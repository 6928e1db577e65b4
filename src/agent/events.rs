//! Transport-facing event fabric.
//!
//! Events are transport-agnostic records correlated by session id and, for
//! tool calls and commands, by the `id` field (tool-call id or command
//! handle). The orchestrator and the command tools emit these toward a
//! caller-supplied sink; the WebSocket layer forwards them verbatim.

use serde::{Deserialize, Serialize};
use std::time::{SystemTime, UNIX_EPOCH};
use uuid::Uuid;

/// Wire names for every event the core emits.
pub mod event_types {
    pub const TOOL_CALL: &str = "tool.call";
    pub const TOOL_APPROVAL_REQUIRED: &str = "tool.approval_required";
    pub const TOOL_RESULT: &str = "tool.result";
    pub const TOOL_ERROR: &str = "tool.error";
    pub const COMMAND_OUTPUT: &str = "command.output";
    pub const COMMAND_DONE: &str = "command.done";
    pub const ASSISTANT_DELTA: &str = "assistant.delta";
    pub const ASSISTANT_THINKING: &str = "assistant.thinking";
    pub const ASSISTANT_FINAL: &str = "assistant.final";
    pub const AGENT_DONE: &str = "agent.done";
    pub const AGENT_ERROR: &str = "agent.error";
}

/// One event on its way to the transport.
#[derive(Debug, Clone, Serialize, Deserialize, PartialEq)]
pub struct AgentEvent {
    /// Dotted wire name from [`event_types`].
    #[serde(rename = "type")]
    pub event_type: String,
    /// Owning agent session.
    pub session_id: String,
    /// Project the session operates on.
    pub project_id: String,
    /// Wall-clock emission time, unix milliseconds.
    pub ts: u64,
    /// Correlation id: tool-call id or command handle, when applicable.
    #[serde(skip_serializing_if = "Option::is_none")]
    pub id: Option<String>,
    /// Event-specific payload.
    pub payload: serde_json::Value,
}

impl AgentEvent {
    fn new(
        event_type: &str,
        session_id: Uuid,
        project_id: Uuid,
        id: Option<String>,
        payload: impl Serialize,
    ) -> Self {
        Self {
            event_type: event_type.to_string(),
            session_id: session_id.to_string(),
            project_id: project_id.to_string(),
            ts: now_unix_millis(),
            id,
            payload: serde_json::to_value(payload).unwrap_or(serde_json::Value::Null),
        }
    }
}

// ---------------------------------------------------------------------------
// Payloads
// ---------------------------------------------------------------------------

/// Payload of `tool.call`.
#[derive(Debug, Clone, Serialize, Deserialize, PartialEq)]
pub struct ToolCallPayload {
    /// Provider-assigned tool-call id.
    pub id: String,
    /// Requested tool name.
    pub name: String,
    /// Parsed argument object.
    pub arguments: serde_json::Value,
}

/// Payload of `tool.approval_required`.
#[derive(Debug, Clone, Serialize, Deserialize, PartialEq)]
pub struct ToolApprovalPayload {
    /// Provider-assigned tool-call id.
    pub id: String,
    /// Requested tool name.
    pub name: String,
    /// Parsed argument object.
    pub arguments: serde_json::Value,
    /// Short human sentence describing the call.
    pub summary: String,
    /// Policy decision that triggered the pause (always `confirm`).
    pub policy: String,
}

/// Payload of `tool.result`.
#[derive(Debug, Clone, Serialize, Deserialize, PartialEq)]
pub struct ToolResultPayload {
    /// Provider-assigned tool-call id.
    pub id: String,
    /// Tool name.
    pub name: String,
    /// Whether the tool succeeded.
    pub ok: bool,
    /// Tool-specific payload on success.
    #[serde(skip_serializing_if = "Option::is_none")]
    pub result: Option<serde_json::Value>,
    /// Typed error on failure.
    #[serde(skip_serializing_if = "Option::is_none")]
    pub error: Option<crate::tools::ToolError>,
    /// Wall-clock execution time in milliseconds.
    #[serde(skip_serializing_if = "Option::is_none")]
    pub duration_ms: Option<i64>,
}

/// Payload of `command.output`.
#[derive(Debug, Clone, Serialize, Deserialize, PartialEq)]
pub struct CommandOutputPayload {
    /// Command handle.
    pub handle: String,
    /// Source stream: `stdout` or `stderr`.
    pub stream: String,
    /// One scanned output line.
    pub text: String,
    /// Capture time, unix milliseconds.
    pub ts: u64,
}

/// Payload of `command.done`.
#[derive(Debug, Clone, Serialize, Deserialize, PartialEq)]
pub struct CommandDonePayload {
    /// Command handle.
    pub handle: String,
    /// Final exit code; -1 for killed/cancelled commands.
    pub exit_code: i32,
}

/// Payload of `assistant.delta` / `assistant.thinking` / `assistant.final`.
#[derive(Debug, Clone, Serialize, Deserialize, PartialEq)]
pub struct AssistantTextPayload {
    /// Text content (a delta for the streaming kinds, full text for final).
    pub content: String,
    /// False on deltas, true on the final event.
    pub done: bool,
}

/// Payload of `agent.done`.
#[derive(Debug, Clone, Serialize, Deserialize, PartialEq)]
pub struct AgentDonePayload {
    /// Steps consumed by the turn.
    pub steps: u32,
    /// Closing status sentence.
    pub final_message: String,
}

/// Payload of `agent.error`.
#[derive(Debug, Clone, Serialize, Deserialize, PartialEq)]
pub struct AgentErrorPayload {
    /// Stable error code (for example `STREAM_ERROR`).
    pub code: String,
    /// Human-readable description.
    pub message: String,
}

// ---------------------------------------------------------------------------
// Constructors
// ---------------------------------------------------------------------------

pub fn new_tool_call_event(session: Uuid, project: Uuid, payload: ToolCallPayload) -> AgentEvent {
    let id = payload.id.clone();
    AgentEvent::new(event_types::TOOL_CALL, session, project, Some(id), payload)
}

pub fn new_tool_approval_event(
    session: Uuid,
    project: Uuid,
    payload: ToolApprovalPayload,
) -> AgentEvent {
    let id = payload.id.clone();
    AgentEvent::new(
        event_types::TOOL_APPROVAL_REQUIRED,
        session,
        project,
        Some(id),
        payload,
    )
}

pub fn new_tool_result_event(
    session: Uuid,
    project: Uuid,
    payload: ToolResultPayload,
) -> AgentEvent {
    let id = payload.id.clone();
    AgentEvent::new(event_types::TOOL_RESULT, session, project, Some(id), payload)
}

pub fn new_tool_error_event(
    session: Uuid,
    project: Uuid,
    tool_call_id: &str,
    error: crate::tools::ToolError,
) -> AgentEvent {
    AgentEvent::new(
        event_types::TOOL_ERROR,
        session,
        project,
        Some(tool_call_id.to_string()),
        serde_json::json!({ "error": error }),
    )
}

pub fn new_command_output_event(
    session: Uuid,
    project: Uuid,
    payload: CommandOutputPayload,
) -> AgentEvent {
    let id = payload.handle.clone();
    AgentEvent::new(
        event_types::COMMAND_OUTPUT,
        session,
        project,
        Some(id),
        payload,
    )
}

pub fn new_command_done_event(
    session: Uuid,
    project: Uuid,
    payload: CommandDonePayload,
) -> AgentEvent {
    let id = payload.handle.clone();
    AgentEvent::new(event_types::COMMAND_DONE, session, project, Some(id), payload)
}

pub fn new_assistant_delta_event(session: Uuid, project: Uuid, delta: &str) -> AgentEvent {
    AgentEvent::new(
        event_types::ASSISTANT_DELTA,
        session,
        project,
        None,
        AssistantTextPayload {
            content: delta.to_string(),
            done: false,
        },
    )
}

pub fn new_assistant_thinking_event(session: Uuid, project: Uuid, delta: &str) -> AgentEvent {
    AgentEvent::new(
        event_types::ASSISTANT_THINKING,
        session,
        project,
        None,
        AssistantTextPayload {
            content: delta.to_string(),
            done: false,
        },
    )
}

/// Lifecycle marker for the completed assistant message. Consumers that
/// persist text should treat `chunk` frames as authoritative and this event
/// as a marker only.
pub fn new_assistant_final_event(session: Uuid, project: Uuid, content: &str) -> AgentEvent {
    AgentEvent::new(
        event_types::ASSISTANT_FINAL,
        session,
        project,
        None,
        AssistantTextPayload {
            content: content.to_string(),
            done: true,
        },
    )
}

pub fn new_agent_done_event(session: Uuid, project: Uuid, payload: AgentDonePayload) -> AgentEvent {
    AgentEvent::new(event_types::AGENT_DONE, session, project, None, payload)
}

pub fn new_agent_error_event(
    session: Uuid,
    project: Uuid,
    payload: AgentErrorPayload,
) -> AgentEvent {
    AgentEvent::new(event_types::AGENT_ERROR, session, project, None, payload)
}

// ---------------------------------------------------------------------------
// Inbound transport frames
// ---------------------------------------------------------------------------

/// Frames the transport delivers to the core.
#[derive(Debug, Clone, Serialize, Deserialize, PartialEq)]
#[serde(tag = "type", rename_all = "snake_case")]
pub enum ClientFrame {
    /// Start or continue an agent turn with user text.
    SendMessage { payload: SendMessagePayload },
    /// Resolve a parked tool call.
    ApproveTool { payload: ApproveToolPayload },
    /// Cancel the running turn.
    Stop,
}

/// Payload of the `send_message` frame.
#[derive(Debug, Clone, Serialize, Deserialize, PartialEq)]
pub struct SendMessagePayload {
    pub content: String,
}

/// Payload of the `approve_tool` frame.
#[derive(Debug, Clone, Serialize, Deserialize, PartialEq)]
pub struct ApproveToolPayload {
    pub tool_call_id: String,
    pub approved: bool,
    #[serde(default, skip_serializing_if = "Option::is_none")]
    pub reason: Option<String>,
}

// ---------------------------------------------------------------------------
// Conversation bookkeeping frames
// ---------------------------------------------------------------------------

/// Outbound frames for conversation-side persistence. `chunk` is the
/// authoritative stream for assistant text.
#[derive(Debug, Clone, Serialize, Deserialize, PartialEq)]
#[serde(tag = "type", rename_all = "snake_case")]
pub enum BookkeepingFrame {
    /// A conversation message row was created.
    MessageCreated { payload: MessageCreatedPayload },
    /// A slice of assistant text for an in-flight message.
    Chunk { payload: ChunkPayload },
}

/// Payload of the `message_created` frame.
#[derive(Debug, Clone, Serialize, Deserialize, PartialEq)]
pub struct MessageCreatedPayload {
    pub id: String,
    pub chat_id: String,
    pub role: String,
    pub content: String,
    pub created_at: u64,
}

/// Payload of the `chunk` frame.
#[derive(Debug, Clone, Serialize, Deserialize, PartialEq)]
pub struct ChunkPayload {
    pub message_id: String,
    pub content: String,
    pub done: bool,
}

/// Current wall-clock unix timestamp in milliseconds.
pub(crate) fn now_unix_millis() -> u64 {
    SystemTime::now()
        .duration_since(UNIX_EPOCH)
        .unwrap_or_default()
        .as_millis() as u64
}

#[cfg(test)]
mod tests {
    use super::*;
    use serde_json::json;

    #[test]
    fn tool_call_event_carries_wire_type_and_correlation_id() {
        let event = new_tool_call_event(
            Uuid::new_v4(),
            Uuid::new_v4(),
            ToolCallPayload {
                id: "call_1".into(),
                name: "list_dir".into(),
                arguments: json!({"path": "."}),
            },
        );
        assert_eq!(event.event_type, "tool.call");
        assert_eq!(event.id.as_deref(), Some("call_1"));
        let value = serde_json::to_value(&event).unwrap();
        assert_eq!(value["type"], "tool.call");
        assert_eq!(value["payload"]["name"], "list_dir");
        assert!(value["ts"].as_u64().is_some());
    }

    #[test]
    fn assistant_delta_event_omits_id() {
        let event = new_assistant_delta_event(Uuid::new_v4(), Uuid::new_v4(), "Hel");
        let value = serde_json::to_value(&event).unwrap();
        assert_eq!(value["type"], "assistant.delta");
        assert!(value.get("id").is_none());
        assert_eq!(value["payload"]["content"], "Hel");
        assert_eq!(value["payload"]["done"], false);
    }

    #[test]
    fn agent_done_event_payload_shape() {
        let event = new_agent_done_event(
            Uuid::new_v4(),
            Uuid::new_v4(),
            AgentDonePayload {
                steps: 12,
                final_message: "Agent stopped: maximum steps reached".into(),
            },
        );
        let value = serde_json::to_value(&event).unwrap();
        assert_eq!(value["payload"]["steps"], 12);
        assert_eq!(
            value["payload"]["final_message"],
            "Agent stopped: maximum steps reached"
        );
    }

    #[test]
    fn tool_error_event_wraps_error_object() {
        let event = new_tool_error_event(
            Uuid::new_v4(),
            Uuid::new_v4(),
            "call_9",
            crate::tools::ToolError {
                code: "UNKNOWN_TOOL".into(),
                message: "Unknown tool: frobnicate".into(),
                details: None,
            },
        );
        let value = serde_json::to_value(&event).unwrap();
        assert_eq!(value["payload"]["error"]["code"], "UNKNOWN_TOOL");
        assert_eq!(value["id"], "call_9");
    }

    // Verifies inbound frames parse from their transport JSON shapes.
    #[test]
    fn client_frames_round_trip() {
        let send: ClientFrame = serde_json::from_str(
            r#"{"type":"send_message","payload":{"content":"list the repo"}}"#,
        )
        .unwrap();
        assert_eq!(
            send,
            ClientFrame::SendMessage {
                payload: SendMessagePayload {
                    content: "list the repo".into()
                }
            }
        );

        let approve: ClientFrame = serde_json::from_str(
            r#"{"type":"approve_tool","payload":{"tool_call_id":"c1","approved":false,"reason":"too risky"}}"#,
        )
        .unwrap();
        match &approve {
            ClientFrame::ApproveTool { payload } => {
                assert!(!payload.approved);
                assert_eq!(payload.reason.as_deref(), Some("too risky"));
            }
            other => panic!("unexpected frame: {other:?}"),
        }
        let raw = serde_json::to_string(&approve).unwrap();
        let reparsed: ClientFrame = serde_json::from_str(&raw).unwrap();
        assert_eq!(reparsed, approve);

        let stop: ClientFrame = serde_json::from_str(r#"{"type":"stop"}"#).unwrap();
        assert_eq!(stop, ClientFrame::Stop);
    }

    #[test]
    fn chunk_frame_serializes_with_type_tag() {
        let frame = BookkeepingFrame::Chunk {
            payload: ChunkPayload {
                message_id: "m1".into(),
                content: "partial".into(),
                done: false,
            },
        };
        let value = serde_json::to_value(&frame).unwrap();
        assert_eq!(value["type"], "chunk");
        assert_eq!(value["payload"]["message_id"], "m1");
    }
}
§ §
__TASK TO COMPLETE__
Gather from the entries above all lines that include the string "marker".

__ANSWER BOX__
/// Lifecycle marker for the completed assistant message. Consumers that
/// as a marker only.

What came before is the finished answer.